:: Materials provided

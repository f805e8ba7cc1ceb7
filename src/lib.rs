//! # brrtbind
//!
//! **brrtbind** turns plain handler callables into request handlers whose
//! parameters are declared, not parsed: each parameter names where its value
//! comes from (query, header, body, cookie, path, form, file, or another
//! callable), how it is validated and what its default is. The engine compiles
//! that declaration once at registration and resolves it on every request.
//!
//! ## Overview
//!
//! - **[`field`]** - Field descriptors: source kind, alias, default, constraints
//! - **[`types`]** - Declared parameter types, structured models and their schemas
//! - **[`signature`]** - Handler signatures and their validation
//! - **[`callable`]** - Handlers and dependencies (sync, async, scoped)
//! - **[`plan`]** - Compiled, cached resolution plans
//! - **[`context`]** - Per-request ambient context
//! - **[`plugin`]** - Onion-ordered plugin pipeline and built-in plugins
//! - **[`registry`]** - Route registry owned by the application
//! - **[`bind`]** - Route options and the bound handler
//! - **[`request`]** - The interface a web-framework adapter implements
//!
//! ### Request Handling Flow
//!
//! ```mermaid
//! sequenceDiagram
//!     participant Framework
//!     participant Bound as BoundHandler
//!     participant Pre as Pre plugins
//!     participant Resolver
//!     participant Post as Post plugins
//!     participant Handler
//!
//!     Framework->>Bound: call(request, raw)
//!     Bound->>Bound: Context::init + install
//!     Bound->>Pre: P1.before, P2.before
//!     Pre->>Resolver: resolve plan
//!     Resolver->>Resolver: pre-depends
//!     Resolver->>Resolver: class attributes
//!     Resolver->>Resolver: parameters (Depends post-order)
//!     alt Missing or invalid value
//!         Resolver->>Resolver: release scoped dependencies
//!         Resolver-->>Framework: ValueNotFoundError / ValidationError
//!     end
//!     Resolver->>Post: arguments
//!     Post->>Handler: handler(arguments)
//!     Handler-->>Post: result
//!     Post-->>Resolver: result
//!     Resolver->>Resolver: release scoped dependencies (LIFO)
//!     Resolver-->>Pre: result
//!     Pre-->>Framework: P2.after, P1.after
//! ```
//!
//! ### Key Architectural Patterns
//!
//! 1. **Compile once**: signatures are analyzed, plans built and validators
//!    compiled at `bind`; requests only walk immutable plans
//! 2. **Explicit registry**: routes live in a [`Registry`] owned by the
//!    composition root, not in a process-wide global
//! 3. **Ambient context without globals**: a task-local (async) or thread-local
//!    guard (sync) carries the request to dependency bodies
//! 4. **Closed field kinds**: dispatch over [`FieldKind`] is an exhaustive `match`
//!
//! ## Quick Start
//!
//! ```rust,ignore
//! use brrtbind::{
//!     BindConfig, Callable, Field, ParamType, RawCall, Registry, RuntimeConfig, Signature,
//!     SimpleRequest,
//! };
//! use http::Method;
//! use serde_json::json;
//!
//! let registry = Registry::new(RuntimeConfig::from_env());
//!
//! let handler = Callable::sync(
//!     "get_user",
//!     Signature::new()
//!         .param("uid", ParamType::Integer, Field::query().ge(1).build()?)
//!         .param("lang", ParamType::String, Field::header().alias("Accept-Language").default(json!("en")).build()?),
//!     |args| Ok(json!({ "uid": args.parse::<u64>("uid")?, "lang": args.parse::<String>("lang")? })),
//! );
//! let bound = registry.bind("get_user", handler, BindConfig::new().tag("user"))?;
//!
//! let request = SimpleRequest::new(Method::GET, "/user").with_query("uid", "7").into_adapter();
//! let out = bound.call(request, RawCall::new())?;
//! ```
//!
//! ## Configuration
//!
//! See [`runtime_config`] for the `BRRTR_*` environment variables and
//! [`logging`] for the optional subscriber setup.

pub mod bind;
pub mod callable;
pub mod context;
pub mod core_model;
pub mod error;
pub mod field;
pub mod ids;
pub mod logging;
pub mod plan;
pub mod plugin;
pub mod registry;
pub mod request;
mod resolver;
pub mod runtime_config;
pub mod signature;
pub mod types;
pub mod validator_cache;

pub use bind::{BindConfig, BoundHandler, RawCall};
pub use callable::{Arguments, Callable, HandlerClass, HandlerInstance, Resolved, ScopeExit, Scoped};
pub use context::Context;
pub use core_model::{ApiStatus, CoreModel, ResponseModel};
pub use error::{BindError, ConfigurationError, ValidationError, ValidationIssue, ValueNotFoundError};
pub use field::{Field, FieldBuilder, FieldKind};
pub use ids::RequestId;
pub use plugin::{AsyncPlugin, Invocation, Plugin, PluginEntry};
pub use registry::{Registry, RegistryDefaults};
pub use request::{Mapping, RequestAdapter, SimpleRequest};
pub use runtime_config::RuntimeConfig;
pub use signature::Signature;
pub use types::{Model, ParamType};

::::

Only a number is expected: the count of lines in the entries that include the string "their".

2